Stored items
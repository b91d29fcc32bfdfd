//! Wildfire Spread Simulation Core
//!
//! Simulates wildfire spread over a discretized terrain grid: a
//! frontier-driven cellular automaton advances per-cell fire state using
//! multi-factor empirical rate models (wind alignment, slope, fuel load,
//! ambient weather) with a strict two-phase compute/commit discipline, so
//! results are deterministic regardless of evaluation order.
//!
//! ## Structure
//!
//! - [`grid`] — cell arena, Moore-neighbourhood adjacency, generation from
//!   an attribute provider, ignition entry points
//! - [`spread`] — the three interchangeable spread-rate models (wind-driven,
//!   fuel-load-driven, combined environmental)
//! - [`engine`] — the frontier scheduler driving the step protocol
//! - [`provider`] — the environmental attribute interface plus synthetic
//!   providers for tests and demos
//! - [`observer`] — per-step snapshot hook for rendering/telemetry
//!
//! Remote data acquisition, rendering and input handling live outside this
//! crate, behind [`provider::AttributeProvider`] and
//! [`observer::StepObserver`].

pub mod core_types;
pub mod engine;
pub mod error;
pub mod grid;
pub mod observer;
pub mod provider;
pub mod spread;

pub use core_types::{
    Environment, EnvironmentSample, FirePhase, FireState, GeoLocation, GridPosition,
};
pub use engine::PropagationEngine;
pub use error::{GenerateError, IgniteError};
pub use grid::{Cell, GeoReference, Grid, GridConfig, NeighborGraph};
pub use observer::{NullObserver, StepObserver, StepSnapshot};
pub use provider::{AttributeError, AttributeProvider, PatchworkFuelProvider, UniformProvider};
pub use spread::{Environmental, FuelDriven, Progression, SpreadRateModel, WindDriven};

▶ [Brief]:
Find the lines above that contain "rendering" and report their number, without comment.

▶ [Your response]:
2